Para a família de autistas severos, a opção por instituições especializadas pode ser o caminho viável para o tratamento do filho. “Autistas com grande comprometimento, muitas vezes, precisam de apoio integral desde a hora que levantam até o momento que vão dormir. São pessoas que necessitam de ajuda, por exemplo, para manter a rotina diária de higiene, como escovar os dentes, pentear os cabelos, tomar banho. Eles carecem de cuidados, acompanhamento e monitoramento 24 horas por dia durante toda a vida”, explica a psicóloga.

Para dar qualidade de vida ao filho, Estela foi à luta. Ela chegou a fundar a   Associação de Pais e Amigos de Pessoas Especiais (APAPE) há 20 anos e foi presidente da instituição. “Existe um terror quando se fala em casos severos”, desabafa.

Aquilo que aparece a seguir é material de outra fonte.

//! Connection registry
//!
//! Maps duels and players to live outbound channels. A connection is bound to
//! exactly one player and one duel at a time, and a player holds at most one
//! connection. All mappings live behind a single mutex that is never held
//! across a delivery.

use std::collections::HashMap;
use std::sync::{Arc, Mutex, PoisonError};
use std::time::Duration;

use crate::config::ArenaConfig;
use crate::error::{ArenaError, Result};
use crate::message::ServerMessage;
use crate::stats::StatsTracker;
use crate::types::{ConnectionId, DuelId, PlayerId};

/// Serialized message shared by every recipient of a broadcast
pub type Outbound = Arc<str>;

/// Sending half of a live channel to one client
///
/// The transport owns the matching receiver and writes whatever arrives on it
/// to the client. Dropping the receiver makes every later delivery fail.
#[derive(Debug, Clone)]
pub struct Connection {
    id: ConnectionId,
    tx: flume::Sender<Outbound>,
}

impl Connection {
    /// Create a connection with a bounded outbound queue
    pub fn channel(id: ConnectionId, capacity: usize) -> (Self, flume::Receiver<Outbound>) {
        let (tx, rx) = flume::bounded(capacity.max(1));
        (Self { id, tx }, rx)
    }

    pub fn id(&self) -> &ConnectionId {
        &self.id
    }

    /// Whether the transport side has gone away
    pub fn is_closed(&self) -> bool {
        self.tx.is_disconnected()
    }

    fn same_channel(&self, other: &Connection) -> bool {
        self.tx.same_channel(&other.tx)
    }

    /// Queue one message, waiting at most `timeout` for queue space
    pub async fn deliver(&self, message: Outbound, timeout: Duration) -> Result<()> {
        match tokio::time::timeout(timeout, self.tx.send_async(message)).await {
            Ok(Ok(())) => Ok(()),
            Ok(Err(_)) => Err(ArenaError::ConnectionUnavailable(format!(
                "{} is closed",
                self.id
            ))),
            Err(_) => Err(ArenaError::ConnectionUnavailable(format!(
                "{} did not drain its queue within {:?}",
                self.id, timeout
            ))),
        }
    }
}

struct Subscription {
    connection: Connection,
    player: PlayerId,
    duel: DuelId,
}

#[derive(Default)]
struct Routes {
    by_connection: HashMap<ConnectionId, Subscription>,
    by_player: HashMap<PlayerId, ConnectionId>,
    by_duel: HashMap<DuelId, Vec<ConnectionId>>,
}

impl Routes {
    fn remove(&mut self, id: &ConnectionId) -> Option<Subscription> {
        let sub = self.by_connection.remove(id)?;
        if self.by_player.get(&sub.player) == Some(id) {
            self.by_player.remove(&sub.player);
        }
        if let Some(conns) = self.by_duel.get_mut(&sub.duel) {
            conns.retain(|c| c != id);
            if conns.is_empty() {
                self.by_duel.remove(&sub.duel);
            }
        }
        Some(sub)
    }
}

/// Routes broadcasts to the connections subscribed to each duel
pub struct ConnectionRegistry {
    routes: Mutex<Routes>,
    delivery_timeout: Duration,
    stats: StatsTracker,
}

impl ConnectionRegistry {
    pub fn new(config: &ArenaConfig, stats: StatsTracker) -> Self {
        Self {
            routes: Mutex::new(Routes::default()),
            delivery_timeout: config.delivery_timeout(),
            stats,
        }
    }

    /// Bind `connection` to `player` in `duel`
    ///
    /// Any connection the player already holds is evicted first, and any
    /// earlier binding of this connection is dropped.
    pub fn register(&self, connection: Connection, player: PlayerId, duel: DuelId) {
        let mut routes = self.routes.lock().unwrap_or_else(PoisonError::into_inner);

        if let Some(old_id) = routes.by_player.get(&player).cloned() {
            if old_id != *connection.id() {
                tracing::info!("Player '{}' replaced connection '{}'", player, old_id);
            }
            routes.remove(&old_id);
        }
        routes.remove(connection.id());

        let id = connection.id().clone();
        routes.by_player.insert(player.clone(), id.clone());
        routes.by_duel.entry(duel.clone()).or_default().push(id.clone());
        let total = routes.by_duel[&duel].len();
        routes.by_connection.insert(
            id.clone(),
            Subscription {
                connection,
                player: player.clone(),
                duel: duel.clone(),
            },
        );

        tracing::info!(
            "Connection '{}' added: player={}, duel={}, connections for duel={}",
            id,
            player,
            duel,
            total
        );
    }

    /// Drop every mapping that references `id`
    ///
    /// Returns false when nothing was registered under it.
    pub fn unregister(&self, id: &ConnectionId) -> bool {
        let removed = self
            .routes
            .lock()
            .unwrap_or_else(PoisonError::into_inner)
            .remove(id);
        match removed {
            Some(sub) => {
                tracing::info!(
                    "Connection '{}' removed: player={}, duel={}",
                    id,
                    sub.player,
                    sub.duel
                );
                true
            }
            None => false,
        }
    }

    /// Unregister `connection` unless its ID has since been re-bound to another channel
    ///
    /// Returns false when the ID is unknown or now belongs to a newer channel.
    pub(crate) fn release(&self, connection: &Connection) -> bool {
        let removed = {
            let mut routes = self.routes.lock().unwrap_or_else(PoisonError::into_inner);
            let still_current = routes
                .by_connection
                .get(connection.id())
                .is_some_and(|sub| sub.connection.same_channel(connection));
            if still_current {
                routes.remove(connection.id())
            } else {
                None
            }
        };
        match removed {
            Some(sub) => {
                tracing::info!(
                    "Connection '{}' removed: player={}, duel={}",
                    connection.id(),
                    sub.player,
                    sub.duel
                );
                true
            }
            None => false,
        }
    }

    /// Deliver `message` to every connection subscribed to `duel`
    ///
    /// The subscriber set is snapshotted, the message serialized once, and each
    /// connection served independently and concurrently. A failed delivery
    /// unregisters that connection only. Returns the number of successful deliveries.
    pub async fn broadcast(&self, duel: &DuelId, message: &ServerMessage) -> Result<usize> {
        let targets: Vec<Connection> = {
            let routes = self.routes.lock().unwrap_or_else(PoisonError::into_inner);
            routes
                .by_duel
                .get(duel)
                .map(|ids| {
                    ids.iter()
                        .filter_map(|id| routes.by_connection.get(id))
                        .map(|sub| sub.connection.clone())
                        .collect()
                })
                .unwrap_or_default()
        };

        let payload: Outbound = message.to_json()?.into();
        self.stats.count_broadcast();

        let results = futures::future::join_all(
            targets
                .iter()
                .map(|conn| conn.deliver(payload.clone(), self.delivery_timeout)),
        )
        .await;

        let mut delivered = 0;
        for (conn, result) in targets.iter().zip(results) {
            match result {
                Ok(()) => {
                    delivered += 1;
                    self.stats.add_output_bytes(payload.len());
                }
                Err(e) => {
                    tracing::warn!("Duel '{}' broadcast failed: {}", duel, e);
                    self.release(conn);
                }
            }
        }

        tracing::debug!(
            "Duel '{}' broadcast delivered to {}/{} connections",
            duel,
            delivered,
            targets.len()
        );
        Ok(delivered)
    }

    /// Deliver `message` to the connection of `player`, if any
    ///
    /// A player without a live connection is not an error: returns `Ok(false)`.
    pub async fn send_to(&self, player: &PlayerId, message: &ServerMessage) -> Result<bool> {
        let target = {
            let routes = self.routes.lock().unwrap_or_else(PoisonError::into_inner);
            routes
                .by_player
                .get(player)
                .and_then(|id| routes.by_connection.get(id))
                .map(|sub| sub.connection.clone())
        };
        let Some(conn) = target else {
            tracing::debug!("Player '{}' has no live connection", player);
            return Ok(false);
        };

        let payload: Outbound = message.to_json()?.into();
        match conn.deliver(payload.clone(), self.delivery_timeout).await {
            Ok(()) => {
                self.stats.add_output_bytes(payload.len());
                Ok(true)
            }
            Err(e) => {
                tracing::warn!("Delivery to player '{}' failed: {}", player, e);
                self.release(&conn);
                Ok(false)
            }
        }
    }

    /// Connections currently subscribed to `duel`
    pub fn subscribers(&self, duel: &DuelId) -> Vec<ConnectionId> {
        self.routes
            .lock()
            .unwrap_or_else(PoisonError::into_inner)
            .by_duel
            .get(duel)
            .cloned()
            .unwrap_or_default()
    }

    /// Connection currently held by `player`
    pub fn connection_of(&self, player: &PlayerId) -> Option<ConnectionId> {
        self.routes
            .lock()
            .unwrap_or_else(PoisonError::into_inner)
            .by_player
            .get(player)
            .cloned()
    }

    /// Number of registered connections
    pub fn len(&self) -> usize {
        self.routes
            .lock()
            .unwrap_or_else(PoisonError::into_inner)
            .by_connection
            .len()
    }

    pub fn is_empty(&self) -> bool {
        self.len() == 0
    }
}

Apesar de difícil, a decisão de escolher uma instituição parceira para cuidar do filho foi para Estela, a mais acertada. Até escolher o Censa para atender seu filho Alexandre em Betim, Estela chegou a peregrinar por três lugares. “No Censa nós encontramos apoio, carinho. Meu filho é respeitado, lá ele tem outros colegas, com patologias igual ou parecidas”, afirma.

Para as famílias de autistas severos, compartilhar os cuidados dos filhos com uma instituição especializada é um ato de amor e representa tranquilidade e conforto. Estela relata que hoje em dia sua família consegue viver uma rotina mais tranquila. “Temos uma vida mais dentro do normal, de poder dormir, fazer uma refeição tranquilamente, atividades até então impossíveis de se realizar em casa. A gente sabe que o Alexandre está sendo bem cuidado e estamos juntos sempre. Ele é muito guerreiro. Com ele aprendemos a ter humildade, perseverança, amor, carinho, igualdade, respeito à diferença”, conta. E acrescenta. “Muitas vezes os autistas severos são tidos como loucos e nestas horas a família tem de se unir e apoiar ainda mais uns aos outros”, conclui.